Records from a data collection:
•••••

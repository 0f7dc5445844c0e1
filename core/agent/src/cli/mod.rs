//! CLI（引数解析と補完スクリプト生成）

pub mod args;

pub use args::{parse_args, print_completion, Config, ParseOutcome};
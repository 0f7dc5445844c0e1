//! 標準入出力の Console 実装

use common::error::Error;
use std::io::{self, BufRead, Write};

use crate::ports::outbound::Console;

/// stdout へ表示し、stdin から 1 行読む
#[derive(Debug, Clone, Default)]
pub struct StdConsole;

impl StdConsole {
    pub fn new() -> Self {
        Self
    }
}

impl Console for StdConsole {
    fn print_line(&self, line: &str) -> Result<(), Error> {
        let mut out = io::stdout().lock();
        writeln!(out, "{}", line)
            .and_then(|_| out.flush())
            .map_err(|e| Error::io_msg(format!("Failed to write stdout: {}", e)))
    }

    fn read_line(&self, prompt: &str) -> Result<String, Error> {
        {
            let mut out = io::stdout().lock();
            write!(out, "{}", prompt)
                .and_then(|_| out.flush())
                .map_err(|e| Error::io_msg(format!("Failed to write stdout: {}", e)))?;
        }
        let mut line = String::new();
        let n = io::stdin()
            .lock()
            .read_line(&mut line)
            .map_err(|e| Error::io_msg(format!("Failed to read stdin: {}", e)))?;
        if n == 0 {
            return Err(Error::io_msg("stdin closed before a line was read"));
        }
        Ok(line)
    }
}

•••••

■ Work to complete: Reproduce the data in full, exactly.

■ Task answer:
repository 0f7dc5445844c0e1
filename core/agent/src/cli/mod.rs
//! CLI（引数解析と補完スクリプト生成）

pub mod args;

pub use args::{parse_args, print_completion, Config, ParseOutcome};
repository 0f7dc5445844c0e1
//! 標準入出力の Console 実装

use common::error::Error;
use std::io::{self, BufRead, Write};

use crate::ports::outbound::Console;

/// stdout へ表示し、stdin から 1 行読む
#[derive(Debug, Clone, Default)]
pub struct StdConsole;

impl StdConsole {
    pub fn new() -> Self {
        Self
    }
}

impl Console for StdConsole {
    fn print_line(&self, line: &str) -> Result<(), Error> {
        let mut out = io::stdout().lock();
        writeln!(out, "{}", line)
            .and_then(|_| out.flush())
            .map_err(|e| Error::io_msg(format!("Failed to write stdout: {}", e)))
    }

    fn read_line(&self, prompt: &str) -> Result<String, Error> {
        {
            let mut out = io::stdout().lock();
            write!(out, "{}", prompt)
                .and_then(|_| out.flush())
                .map_err(|e| Error::io_msg(format!("Failed to write stdout: {}", e)))?;
        }
        let mut line = String::new();
        let n = io::stdin()
            .lock()
            .read_line(&mut line)
            .map_err(|e| Error::io_msg(format!("Failed to read stdin: {}", e)))?;
        if n == 0 {
            return Err(Error::io_msg("stdin closed before a line was read"));
        }
        Ok(line)
    }
}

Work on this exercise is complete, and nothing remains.